Dataset entries:

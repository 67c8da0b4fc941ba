pub mod admin_handlers;
pub mod auth_handlers;
pub mod public_handlers;

use std::sync::Arc;

use actix_web::{middleware, web};

use crate::auth::provider::Authenticator;
use crate::auth::{self};
use crate::config::AppConfig;
use crate::store::DocumentStore;

/// Shared, per-process application state.
pub struct AppState {
    pub store: Arc<dyn DocumentStore>,
    pub authenticator: Arc<dyn Authenticator>,
    pub config: AppConfig,
}

/// Register every route. Static files and the 404 fallback are wired in `main`.
pub fn configure(cfg: &mut web::ServiceConfig) {
    cfg
        // Public site
        .route("/", web::get().to(public_handlers::home))
        .route("/contato", web::post().to(public_handlers::contact_submit))
        // Admin sign-in
        .route("/admin/login", web::get().to(auth_handlers::login_page))
        .route("/admin/login", web::post().to(auth_handlers::login_submit))
        // Admin panel
        .service(
            web::scope("/admin")
                .wrap(middleware::from_fn(auth::middleware::require_auth))
                .route("", web::get().to(admin_handlers::shell))
                .route("/logout", web::post().to(auth_handlers::logout))
                .route("/painel/{token}", web::get().to(admin_handlers::panel))
                // /{id}/excluir BEFORE /{id}
                .route("/documentos", web::post().to(admin_handlers::document_create))
                .route("/documentos/{id}/excluir", web::post().to(admin_handlers::document_delete))
                .route("/documentos/{id}", web::post().to(admin_handlers::document_update))
                .route("/projetos", web::post().to(admin_handlers::project_create))
                .route("/projetos/{id}/excluir", web::post().to(admin_handlers::project_delete))
                .route("/projetos/{id}", web::post().to(admin_handlers::project_update))
                .route("/doacoes", web::post().to(admin_handlers::donation_create))
                .route("/doacoes/{id}/excluir", web::post().to(admin_handlers::donation_delete))
                .route("/mensagens/{id}/excluir", web::post().to(admin_handlers::message_delete))
                .route("/institucional", web::post().to(admin_handlers::institutional_save)),
        );
}
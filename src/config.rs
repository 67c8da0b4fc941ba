//! Process configuration read from the environment (and `.env`, if present).

use std::env;

pub const DEFAULT_BIND_ADDR: &str = "127.0.0.1:8080";
pub const DEFAULT_ORG_NAME: &str = "Nossa ONG";

#[derive(Debug, Clone, PartialEq, Eq)]
pub struct AppConfig {
    pub bind_addr: String,
    /// Unset means the process-local in-memory store.
    pub database_url: Option<String>,
    pub session_key: Option<String>,
    pub admin_email: Option<String>,
    pub admin_password: Option<String>,
    pub uploadcare_public_key: String,
    pub pix_key: String,
    pub org_name: String,
}

impl AppConfig {
    pub fn from_env() -> Self {
        if let Err(e) = dotenvy::dotenv() {
            log::debug!("No .env file loaded: {e}");
        }
        Self::from_lookup(|key| env::var(key).ok())
    }

    /// Build from any key lookup. Blank values count as unset.
    pub fn from_lookup(lookup: impl Fn(&str) -> Option<String>) -> Self {
        let get = |key: &str| lookup(key).map(|v| v.trim().to_string()).filter(|v| !v.is_empty());
        Self {
            bind_addr: get("BIND_ADDR").unwrap_or_else(|| DEFAULT_BIND_ADDR.to_string()),
            database_url: get("DATABASE_URL"),
            session_key: get("SESSION_KEY"),
            admin_email: get("ADMIN_EMAIL"),
            admin_password: get("ADMIN_PASSWORD"),
            uploadcare_public_key: get("UPLOADCARE_PUBLIC_KEY").unwrap_or_default(),
            pix_key: get("PIX_KEY").unwrap_or_default(),
            org_name: get("ORG_NAME").unwrap_or_else(|| DEFAULT_ORG_NAME.to_string()),
        }
    }
}

impl Default for AppConfig {
    fn default() -> Self {
        Self::from_lookup(|_| None)
    }
}

#[cfg(test)]
mod tests {
    use std::collections::HashMap;

    use super::*;

    #[test]
    fn defaults_apply_when_unset() {
        let config = AppConfig::default();
        assert_eq!(config.bind_addr, DEFAULT_BIND_ADDR);
        assert_eq!(config.database_url, None);
        assert_eq!(config.org_name, DEFAULT_ORG_NAME);
    }

    #[test]
    fn blank_values_count_as_unset() {
        let vars: HashMap<&str, &str> = HashMap::from([
            ("DATABASE_URL", "  "),
            ("PIX_KEY", "contato@ong.org"),
            ("BIND_ADDR", "0.0.0.0:9000"),
        ]);
        let config = AppConfig::from_lookup(|k| vars.get(k).map(|v| v.to_string()));
        assert_eq!(config.database_url, None);
        assert_eq!(config.pix_key, "contato@ong.org");
        assert_eq!(config.bind_addr, "0.0.0.0:9000");
    }
}
use serde::Serialize;

pub const CATEGORY_CONTAINER: &str = "grafico-categorias";
pub const STATUS_CONTAINER: &str = "grafico-status";
pub const ACTIVITY_CONTAINER: &str = "grafico-atividade";
pub const DONATIONS_CONTAINER: &str = "grafico-doacoes";

pub const PALETTE: [&str; 6] = ["#1d7874", "#f4a261", "#e76f51", "#2a9d8f", "#264653", "#e9c46a"];

#[derive(Debug, Clone, Copy, PartialEq, Eq, Serialize)]
#[serde(rename_all = "lowercase")]
pub enum ChartKind {
    Doughnut,
    Pie,
    Bar,
    Line,
}

/// Stateless chart renderer.
pub trait ChartSink: Send + Sync {
    fn render(&self, container_id: &str, kind: ChartKind, labels: &[String], series: &[f64], palette: &[&str]);
}
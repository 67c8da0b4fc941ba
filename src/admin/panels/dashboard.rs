use std::sync::Arc;

use async_trait::async_trait;
use chrono::{DateTime, Utc};

use crate::admin::aggregate::{self, RECENT_LIMIT};
use crate::admin::chart::{
    ChartKind, ChartSink, ACTIVITY_CONTAINER, CATEGORY_CONTAINER, DONATIONS_CONTAINER, PALETTE,
    STATUS_CONTAINER,
};
use crate::admin::router::{PanelController, Ticket};
use crate::admin::surface::{ActivityItem, StatCard, Surface, Widget, WidgetContent};
use crate::models::{self, format_brl, ContactMessage, Document, Donation, Entity, Project};
use crate::store::{Direction, DocumentStore, Query, StoreError, DOCUMENTS, PROJECTS};

const LOAD_FAILED: &str = "Erro ao carregar dados.";

/// Summary cards, charts and the recent-activity feed.
pub struct DashboardPanel {
    store: Arc<dyn DocumentStore>,
    surface: Arc<dyn Surface>,
    charts: Arc<dyn ChartSink>,
    clock: fn() -> DateTime<Utc>,
}

fn card<T>(label: &'static str, data: &Result<Vec<T>, StoreError>, value: impl FnOnce(&[T]) -> String) -> StatCard {
    StatCard { label, value: data.as_ref().ok().map(|items| value(items)) }
}

impl DashboardPanel {
    pub fn new(
        store: Arc<dyn DocumentStore>,
        surface: Arc<dyn Surface>,
        charts: Arc<dyn ChartSink>,
        clock: fn() -> DateTime<Utc>,
    ) -> Self {
        Self { store, surface, charts, clock }
    }

    /// Newest documents and projects, fetched independently of the totals.
    async fn fetch_recent(&self) -> Result<Vec<ActivityItem>, StoreError> {
        let query = Query::new().order_by("createdAt", Direction::Desc).limit(RECENT_LIMIT);
        let store = self.store.as_ref();
        let (documents, projects) = tokio::join!(store.query(DOCUMENTS, &query), store.query(PROJECTS, &query));
        let documents = documents?.iter().map(Document::from_record).collect();
        let projects = projects?.iter().map(Project::from_record).collect();
        Ok(aggregate::merge_recent(documents, projects, RECENT_LIMIT))
    }

    fn render_summary(
        &self,
        documents: &Result<Vec<Document>, StoreError>,
        projects: &Result<Vec<Project>, StoreError>,
        messages: &Result<Vec<ContactMessage>, StoreError>,
        donations: &Result<Vec<Donation>, StoreError>,
    ) {
        let cards = vec![
            card("Documentos", documents, |d| d.len().to_string()),
            card("Projetos", projects, |p| p.len().to_string()),
            card("Projetos em execução", projects, |p| aggregate::count_in_progress(p).to_string()),
            card("Mensagens", messages, |m| m.len().to_string()),
            card("Doações", donations, |d| d.len().to_string()),
            card("Total arrecadado", donations, |d| format_brl(aggregate::donation_total(d))),
        ];
        self.surface.render_widget(Widget::Summary, WidgetContent::Summary(cards));
    }

    fn render_categories(&self, documents: &Result<Vec<Document>, StoreError>) {
        let Ok(documents) = documents else {
            self.surface.render_widget(Widget::CategoryChart, WidgetContent::Failed(LOAD_FAILED.into()));
            return;
        };
        let histogram = aggregate::category_histogram(documents);
        self.charts.render(
            CATEGORY_CONTAINER,
            ChartKind::Doughnut,
            &histogram.labels(),
            &histogram.values(),
            &PALETTE,
        );
        self.surface.render_widget(Widget::CategoryChart, WidgetContent::Chart);
    }

    fn render_statuses(&self, projects: &Result<Vec<Project>, StoreError>) {
        let Ok(projects) = projects else {
            self.surface.render_widget(Widget::StatusChart, WidgetContent::Failed(LOAD_FAILED.into()));
            return;
        };
        let histogram = aggregate::status_histogram(projects);
        self.charts.render(STATUS_CONTAINER, ChartKind::Pie, &histogram.labels(), &histogram.values(), &PALETTE);
        self.surface.render_widget(Widget::StatusChart, WidgetContent::Chart);
    }

    fn render_monthly(
        &self,
        documents: &Result<Vec<Document>, StoreError>,
        projects: &Result<Vec<Project>, StoreError>,
        donations: &Result<Vec<Donation>, StoreError>,
    ) {
        let (Ok(documents), Ok(projects), Ok(donations)) = (documents, projects, donations) else {
            self.surface.render_widget(Widget::MonthlyChart, WidgetContent::Failed(LOAD_FAILED.into()));
            return;
        };
        let series = aggregate::monthly_series(documents, projects, donations, (self.clock)());
        self.charts.render(ACTIVITY_CONTAINER, ChartKind::Bar, &series.keys, &series.activity, &PALETTE[..1]);
        self.charts.render(DONATIONS_CONTAINER, ChartKind::Line, &series.keys, &series.donations, &PALETTE[1..2]);
        self.surface.render_widget(Widget::MonthlyChart, WidgetContent::Chart);
    }
}

fn logged<T>(collection: &str, result: Result<T, StoreError>) -> Result<T, StoreError> {
    if let Err(e) = &result {
        log::error!("Dashboard fetch of {collection} failed: {e}");
    }
    result
}

#[async_trait]
impl PanelController for DashboardPanel {
    async fn activate(&self, ticket: Ticket) {
        if !ticket.is_current() {
            return;
        }
        for widget in [
            Widget::Summary,
            Widget::CategoryChart,
            Widget::StatusChart,
            Widget::MonthlyChart,
            Widget::RecentActivity,
        ] {
            self.surface.render_widget(widget, WidgetContent::Loading);
        }

        let store = self.store.as_ref();
        let ((documents, projects, messages, donations), recent) = tokio::join!(
            async {
                tokio::join!(
                    models::find_all::<Document>(store),
                    models::find_all::<Project>(store),
                    models::find_all::<ContactMessage>(store),
                    models::find_all::<Donation>(store),
                )
            },
            self.fetch_recent(),
        );
        if !ticket.is_current() {
            log::debug!("discarding stale dashboard load");
            return;
        }

        let documents = logged("documents", documents);
        let projects = logged("projects", projects);
        let messages = logged("messages", messages);
        let donations = logged("donations", donations);

        self.render_summary(&documents, &projects, &messages, &donations);
        self.render_categories(&documents);
        self.render_statuses(&projects);
        self.render_monthly(&documents, &projects, &donations);

        let feed = match logged("recent activity", recent) {
            Ok(items) => WidgetContent::Recent(items),
            Err(_) => WidgetContent::Failed(LOAD_FAILED.into()),
        };
        self.surface.render_widget(Widget::RecentActivity, feed);
    }
}
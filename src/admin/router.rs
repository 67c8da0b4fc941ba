//! Fragment-driven panel dispatch.

use std::collections::HashMap;
use std::fmt;
use std::future::Future;
use std::pin::Pin;
use std::sync::Arc;
use std::sync::atomic::{AtomicU64, Ordering};

use async_trait::async_trait;

use super::surface::Surface;
use super::{Notice, Route};

/// Monotonic navigation counter shared by the router and its panels.
#[derive(Debug, Clone, Default)]
pub struct Generation(Arc<AtomicU64>);

impl Generation {
    pub fn new() -> Self {
        Self::default()
    }

    /// Start a new navigation; every earlier ticket goes stale.
    pub fn advance(&self) -> Ticket {
        let id = self.0.fetch_add(1, Ordering::SeqCst) + 1;
        Ticket { id, generation: self.clone() }
    }

    /// Ticket for whatever navigation is current right now.
    pub fn current(&self) -> Ticket {
        Ticket { id: self.0.load(Ordering::SeqCst), generation: self.clone() }
    }
}

/// Proof that a piece of work belongs to a particular navigation.
#[derive(Debug, Clone)]
pub struct Ticket {
    id: u64,
    generation: Generation,
}

impl Ticket {
    /// False once the admin navigated elsewhere; output must then be dropped.
    pub fn is_current(&self) -> bool {
        self.generation.0.load(Ordering::SeqCst) == self.id
    }

    pub fn id(&self) -> u64 {
        self.id
    }
}

/// A panel's loader and its cleanup hook.
#[async_trait]
pub trait PanelController: Send + Sync {
    /// Fetch and render the panel's data. Writes must be skipped once
    /// `ticket` is stale.
    async fn activate(&self, ticket: Ticket);

    /// Called when the router leaves this panel.
    fn teardown(&self) {}
}

#[derive(Debug, Clone, PartialEq, Eq)]
pub enum RouteError {
    Unknown(String),
    Unregistered(Route),
}

impl fmt::Display for RouteError {
    fn fmt(&self, f: &mut fmt::Formatter<'_>) -> fmt::Result {
        match self {
            RouteError::Unknown(token) => write!(f, "Unknown route: {token}"),
            RouteError::Unregistered(route) => write!(f, "No panel registered for route: {route}"),
        }
    }
}

/// The loader run started by a navigation.
pub type Activation = Pin<Box<dyn Future<Output = ()> + Send + 'static>>;

/// Resolve a location fragment to a route. Empty means the default panel.
pub fn resolve(fragment: &str) -> Result<Route, RouteError> {
    let token = fragment.trim().trim_start_matches('#').trim();
    if token.is_empty() {
        return Ok(Route::DEFAULT);
    }
    token.parse::<Route>().map_err(RouteError::Unknown)
}

pub struct Router {
    panels: HashMap<Route, Arc<dyn PanelController>>,
    surface: Arc<dyn Surface>,
    generation: Generation,
    active: Option<Route>,
}

impl Router {
    pub fn new(surface: Arc<dyn Surface>) -> Self {
        Self {
            panels: HashMap::new(),
            surface,
            generation: Generation::new(),
            active: None,
        }
    }

    /// Handle panels use to obtain tickets after the initial activation.
    pub fn generation(&self) -> Generation {
        self.generation.clone()
    }

    pub fn register(&mut self, route: Route, panel: Arc<dyn PanelController>) {
        self.panels.insert(route, panel);
    }

    pub fn active(&self) -> Option<Route> {
        self.active
    }

    /// Switch the visible panel and return its loader run.
    ///
    /// The visible state changes before this returns; the loader only runs
    /// when the returned future is polled, so a caller can navigate again
    /// before an earlier loader finishes. The earlier loader's output is
    /// then discarded.
    pub fn navigate(&mut self, fragment: &str) -> Result<Activation, RouteError> {
        let resolved = resolve(fragment).and_then(|route| match self.panels.get(&route) {
            Some(panel) => Ok((route, Arc::clone(panel))),
            None => Err(RouteError::Unregistered(route)),
        });
        let (route, panel) = match resolved {
            Ok(found) => found,
            Err(e) => {
                log::warn!("{e}");
                self.surface.notify(Notice::error(format!("Página não encontrada: {}", fragment.trim())));
                return Err(e);
            }
        };

        if let Some(previous) = self.active.and_then(|r| self.panels.get(&r)) {
            previous.teardown();
        }
        let ticket = self.generation.advance();
        self.active = Some(route);

        self.surface.show_panel(route);
        self.surface.highlight_nav(route);
        self.surface.set_title(&route.title());
        log::debug!("navigated to {route} (generation {})", ticket.id());

        Ok(Box::pin(async move { panel.activate(ticket).await }))
    }

    /// Navigate and wait for the loader to finish.
    pub async fn go(&mut self, fragment: &str) -> Result<Route, RouteError> {
        let activation = self.navigate(fragment)?;
        let route = self.active.ok_or_else(|| RouteError::Unknown(fragment.to_string()))?;
        activation.await;
        Ok(route)
    }
}
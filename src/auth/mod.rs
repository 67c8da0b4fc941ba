pub mod csrf;
pub mod middleware;
pub mod password;
pub mod provider;
pub mod rate_limit;
pub mod session;
pub mod validate;
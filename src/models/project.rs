use chrono::{DateTime, Utc};
use serde::Deserialize;
use serde_json::Value;

use super::{parse_timestamp, text, Editable, Entity};
use crate::store::{Fields, Record, PROJECTS};

#[derive(Debug, Clone, Copy, PartialEq, Eq)]
pub enum ProjectStatus {
    InProgress,
    Completed,
}

impl ProjectStatus {
    pub const ALL: [ProjectStatus; 2] = [ProjectStatus::InProgress, ProjectStatus::Completed];

    pub fn label(self) -> &'static str {
        match self {
            ProjectStatus::InProgress => "Em Execução",
            ProjectStatus::Completed => "Concluído",
        }
    }

    pub fn from_label(label: &str) -> Option<Self> {
        Self::ALL.into_iter().find(|s| s.label() == label)
    }

    pub fn labels() -> Vec<&'static str> {
        Self::ALL.iter().map(|s| s.label()).collect()
    }
}

#[derive(Debug, Clone, PartialEq)]
pub struct Project {
    pub id: String,
    pub title: String,
    pub description: String,
    pub status: String,
    pub created_at: Option<DateTime<Utc>>,
}

impl Project {
    pub fn status(&self) -> Option<ProjectStatus> {
        ProjectStatus::from_label(&self.status)
    }
}

#[derive(Debug, Clone, Default, Deserialize)]
pub struct ProjectForm {
    pub title: String,
    #[serde(default)]
    pub description: String,
    pub status: String,
}

fn validate_form(form: &ProjectForm) -> Result<Fields, Vec<String>> {
    let mut errors = vec![];
    let title = form.title.trim();
    if title.is_empty() {
        errors.push("O título é obrigatório.".to_string());
    }
    let status = ProjectStatus::from_label(form.status.trim());
    if status.is_none() {
        errors.push("Selecione um status válido.".to_string());
    }
    if !errors.is_empty() {
        return Err(errors);
    }

    let mut fields = Fields::new();
    fields.insert("title".into(), Value::from(title));
    fields.insert("description".into(), Value::from(form.description.trim()));
    if let Some(status) = status {
        fields.insert("status".into(), Value::from(status.label()));
    }
    Ok(fields)
}

impl Entity for Project {
    const COLLECTION: &'static str = PROJECTS;
    const CREATED_FIELD: Option<&'static str> = Some("createdAt");
    type Form = ProjectForm;

    fn from_record(record: &Record) -> Self {
        let f = &record.fields;
        Project {
            id: record.id.clone(),
            title: text(f, "title"),
            description: text(f, "description"),
            status: text(f, "status"),
            created_at: parse_timestamp(f.get("createdAt")),
        }
    }

    fn validate(form: &ProjectForm) -> Result<Fields, Vec<String>> {
        validate_form(form)
    }

    fn sort(items: &mut [Self]) {
        items.sort_by(|a, b| b.created_at.cmp(&a.created_at));
    }
}

impl Editable for Project {
    type EditForm = ProjectForm;

    fn validate_edit(form: &ProjectForm) -> Result<Fields, Vec<String>> {
        validate_form(form)
    }
}
//! Document store collaborator.
//!
//! Records are schema-less JSON objects grouped into named collections. The
//! rest of the crate only sees the [`DocumentStore`] trait; [`MemoryStore`]
//! backs development and tests, [`PgStore`] keeps records in a JSONB table.

pub mod memory;
pub mod postgres;

use std::cmp::Ordering;
use std::fmt;

use async_trait::async_trait;
use rand::Rng;
use serde_json::Value;

pub use memory::MemoryStore;
pub use postgres::PgStore;

/// Field map of a single record.
pub type Fields = serde_json::Map<String, Value>;

pub const DOCUMENTS: &str = "documentos";
pub const PROJECTS: &str = "projetos";
pub const DONATIONS: &str = "doacoes";
pub const MESSAGES: &str = "mensagens";
pub const CONTENT: &str = "conteudo";
pub const ADMINS: &str = "administradores";

/// One record within a collection.
#[derive(Debug, Clone, PartialEq)]
pub struct Record {
    pub id: String,
    pub fields: Fields,
}

#[derive(Debug, Clone, Copy, PartialEq, Eq)]
pub enum Direction {
    Asc,
    Desc,
}

/// Equality filter on a top-level field.
#[derive(Debug, Clone, PartialEq)]
pub struct Filter {
    pub field: String,
    pub value: Value,
}

#[derive(Debug, Clone, PartialEq)]
pub struct OrderBy {
    pub field: String,
    pub direction: Direction,
}

/// Filtered, sorted and bounded read.
#[derive(Debug, Clone, Default, PartialEq)]
pub struct Query {
    pub filter: Option<Filter>,
    pub order_by: Option<OrderBy>,
    pub limit: Option<usize>,
}

impl Query {
    pub fn new() -> Self {
        Self::default()
    }

    pub fn filter(mut self, field: &str, value: impl Into<Value>) -> Self {
        self.filter = Some(Filter { field: field.to_string(), value: value.into() });
        self
    }

    pub fn order_by(mut self, field: &str, direction: Direction) -> Self {
        self.order_by = Some(OrderBy { field: field.to_string(), direction });
        self
    }

    pub fn limit(mut self, limit: usize) -> Self {
        self.limit = Some(limit);
        self
    }

    /// Apply this query to an in-memory sequence of records.
    pub fn apply(&self, records: Vec<Record>) -> Vec<Record> {
        let mut out: Vec<Record> = match &self.filter {
            Some(f) => records
                .into_iter()
                .filter(|r| r.fields.get(&f.field) == Some(&f.value))
                .collect(),
            None => records,
        };
        if let Some(order) = &self.order_by {
            // Missing values always sort after present ones.
            out.sort_by(|a, b| {
                let (va, vb) = (a.fields.get(&order.field), b.fields.get(&order.field));
                match (va, vb) {
                    (Some(x), Some(y)) => match order.direction {
                        Direction::Asc => compare_values(x, y),
                        Direction::Desc => compare_values(y, x),
                    },
                    (Some(_), None) => Ordering::Less,
                    (None, Some(_)) => Ordering::Greater,
                    (None, None) => Ordering::Equal,
                }
            });
        }
        if let Some(limit) = self.limit {
            out.truncate(limit);
        }
        out
    }
}

/// Total order over JSON scalars: numbers numerically, strings lexically,
/// mixed kinds by kind rank.
pub fn compare_values(a: &Value, b: &Value) -> Ordering {
    fn rank(v: &Value) -> u8 {
        match v {
            Value::Null => 0,
            Value::Bool(_) => 1,
            Value::Number(_) => 2,
            Value::String(_) => 3,
            Value::Array(_) => 4,
            Value::Object(_) => 5,
        }
    }
    match (a, b) {
        (Value::Number(x), Value::Number(y)) => {
            let (x, y) = (x.as_f64().unwrap_or(0.0), y.as_f64().unwrap_or(0.0));
            x.partial_cmp(&y).unwrap_or(Ordering::Equal)
        }
        (Value::String(x), Value::String(y)) => x.cmp(y),
        (Value::Bool(x), Value::Bool(y)) => x.cmp(y),
        _ => rank(a).cmp(&rank(b)),
    }
}

/// Random 20-character record id.
pub fn new_id() -> String {
    let mut rng = rand::rng();
    let bytes: [u8; 10] = rng.random();
    hex::encode(bytes)
}

#[derive(Debug)]
pub enum StoreError {
    Database(sqlx::Error),
    NotFound { collection: String, id: String },
    Unavailable(String),
}

impl fmt::Display for StoreError {
    fn fmt(&self, f: &mut fmt::Formatter<'_>) -> fmt::Result {
        match self {
            StoreError::Database(e) => write!(f, "Database error: {e}"),
            StoreError::NotFound { collection, id } => {
                write!(f, "Record {id} not found in {collection}")
            }
            StoreError::Unavailable(msg) => write!(f, "Store unavailable: {msg}"),
        }
    }
}

impl std::error::Error for StoreError {}

impl From<sqlx::Error> for StoreError {
    fn from(e: sqlx::Error) -> Self {
        StoreError::Database(e)
    }
}

/// CRUD capability set over named collections.
#[async_trait]
pub trait DocumentStore: Send + Sync {
    /// Insert a new record and return its generated id.
    async fn create(&self, collection: &str, fields: Fields) -> Result<String, StoreError>;

    /// All records of a collection in insertion order.
    async fn list(&self, collection: &str) -> Result<Vec<Record>, StoreError>;

    async fn get(&self, collection: &str, id: &str) -> Result<Option<Fields>, StoreError>;

    /// Merge `partial` into an existing record. Fails with `NotFound` if absent.
    async fn update(&self, collection: &str, id: &str, partial: Fields) -> Result<(), StoreError>;

    /// Merge `partial` into the record, creating it when absent.
    async fn upsert(&self, collection: &str, id: &str, partial: Fields) -> Result<(), StoreError>;

    /// Remove a record. Removing a missing record is not an error.
    async fn delete(&self, collection: &str, id: &str) -> Result<(), StoreError>;

    async fn query(&self, collection: &str, query: &Query) -> Result<Vec<Record>, StoreError>;
}
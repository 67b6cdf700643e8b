//! Durable hand-off of outbound chat messages to downstream consumers.
//!
//! The router only sees the `BrokerPublisher` capability: publish opaque bytes,
//! no acknowledgment, no retry. `outbox::OutboxPublisher` is the durable
//! implementation; `memory::MemoryBroker` captures payloads in-process.

pub mod memory;
pub mod outbox;

use async_trait::async_trait;
use thiserror::Error;

#[derive(Debug, Error)]
pub enum BrokerError {
    #[error("sqlite: {0}")]
    Sqlite(#[from] rusqlite::Error),
    #[error("database lock poisoned")]
    LockPoisoned,
    #[error("blocking task failed: {0}")]
    Task(#[from] tokio::task::JoinError),
    #[error("broker unavailable: {0}")]
    Unavailable(String),
}

#[async_trait]
pub trait BrokerPublisher: Send + Sync {
    async fn publish(&self, payload: &[u8]) -> Result<(), BrokerError>;
    async fn health_check(&self) -> Result<(), BrokerError>;
    fn backend_name(&self) -> &'static str;
}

PROBLEM DESCRIPTION:
Those lines of the records that contain the string "every" should be identified and copied.

EXERCISE SOLUTION:
/// Register every route. Static files and the 404 fallback are wired in `main`.
    /// Start a new navigation; every earlier ticket goes stale.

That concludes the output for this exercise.